Görüntülediğiniz mahkeme kararı kesinleşmiş bir karardır.

T.C.
İSTANBUL
BÖLGE ADLİYE MAHKEMESİ
13. HUKUK DAİRESİ
DOSYA NO: 2019/1244
KARAR NO : 2021/638
T Ü R K M İ L L E T İ A D I N A
B Ö L G E A D L İ Y E M A H K E M E S İ K A R A R I
İNCELENEN KARARI VEREN
MAHKEME : BAKIRKÖY 6. ASLİYE TİCARET MAHKEMESİ
TARİHİ 08/10/2018
DOSYA NUMARASI : 2016/599 Esas – 2018/930 Karar
DAVA: Tazminat
KARAR TARİHİ : 22/04/2021
İlk Derece Mahkemesinde yapılan inceleme sonucunda verilen karara karşı istinaf kanun yoluna başvurulmuş olmakla dava dosyası incelendi:
TARAFLARIN İDDİA VE SAVUNMASININ ÖZETİ: Davacı vekili dava dilekçesinde özetle; Dava dışı … ve … ile davalılar arasında İstanbul … … Ada … Parsel … Blok İç Kapı No: 5 adresindeki taşınmazla ilgili taşınmaz satış vaadi aktedildiğini, bilahare gayrimenkul ile ilgili aktin tüm hak ve yükümlülükleri ile birlikte davalıların da rızası ile müvekkiline devredildiğini, davalıların gayrimenkulü 21.01.2016 tarihinde eksik/ayıplı olarak teslim ettiklerini, müvekkilinin teslim tutanağını imzalarken “eksikliklerin tamamlanması şartı ile satın alıyoruz” diyerek davalıları ayıp ve eksik ifa hususunda ikaz ettiğini, böylece ihbar şartını ifa ettiğini, Küçükçekmece 1. Sulh Hukuk Mahkemesi’nin 2016/14 D.İş sayılı dosyasından yapılan delil tespiti ile, ayıp ve eksikliklerin tespit edildiğini, rapordan da anlaşılacağı üzere gayrimenkulün ayıplı ve eksik ifanın söz konusu olduğunu, bu eksikliklerin tamamlanması ve ayıpların giderilmesi için masraf yapılması gerektiğini, ayrıca eksiklikler ve ayıpların giderilmemesi sebebiyle mülkün kiraya da verilemediğini, bu sebeple teslim tarihinden bu yana kiradan da yoksun kalındığını belirterek, müvekkilinin uğradığı zarar ve bu zararın giderilmesi için yapılacak masrafların tespiti ile gayrimenkulün eksik ve ayıplı ifa sebebiyle kiraya verilememesinden doğan alacağın teslim tarihinden itibaren işleyecek en yüksek banka mevduat faizi ile birlikte davalılardan tahsiline karar verilmesini talep ve dava etmiştir.
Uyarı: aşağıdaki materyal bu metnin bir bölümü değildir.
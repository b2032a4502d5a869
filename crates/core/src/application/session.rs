// Workspace session - immutable state shared by the client, its job handles
// and its listers

use crate::domain::{DiagnosticIdentifier, JobDetails, JobId, WorkspaceContext};
use crate::error::Result;
use crate::port::{JobBackend, RequestContext, TokenProvider};
use std::sync::Arc;

pub struct WorkspaceSession {
    workspace: WorkspaceContext,
    backend: Arc<dyn JobBackend>,
    credential: Arc<dyn TokenProvider>,
    diagnostic_id: DiagnosticIdentifier,
}

impl WorkspaceSession {
    pub fn new(
        workspace: WorkspaceContext,
        backend: Arc<dyn JobBackend>,
        credential: Arc<dyn TokenProvider>,
        diagnostic_id: DiagnosticIdentifier,
    ) -> Self {
        Self {
            workspace,
            backend,
            credential,
            diagnostic_id,
        }
    }

    pub fn workspace(&self) -> &WorkspaceContext {
        &self.workspace
    }

    pub fn diagnostic_id(&self) -> &DiagnosticIdentifier {
        &self.diagnostic_id
    }

    pub fn backend(&self) -> &dyn JobBackend {
        self.backend.as_ref()
    }

    /// Fresh token plus the fixed diagnostic identifier
    pub async fn request_context(&self) -> Result<RequestContext> {
        let access_token = self.credential.token().await?;
        Ok(RequestContext {
            access_token,
            diagnostic_id: self.diagnostic_id.clone(),
        })
    }

    pub async fn fetch_job(&self, id: &JobId) -> Result<JobDetails> {
        let ctx = self.request_context().await?;
        self.backend.get_job(&ctx, id).await
    }
}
Davalı … vekili cevap dilekçesinde özetle; husumet ve zamanaşımı itirazı olduğunu, davacı tarafın ayıp iddiasını kabul etmediklerini belirterek, davanın reddini talep etmiştir. Davalı … vekili cevap dilekçesinde özetle; husumet itirazı olduğunu, davacı tarafın ayıp iddiasını kabul etmediklerini belirterek, davanın reddini talep etmiştir. Davalı … vekili cevap dilekçesinde özetle; husumet ve zamanaşımı itirazı olduğunu, belirsiz alacak davası açılmasına itiraz ettiklerini, davacı tarafın ayıp iddiasını kabul etmediklerini belirterek, davanın reddini talep etmiştir.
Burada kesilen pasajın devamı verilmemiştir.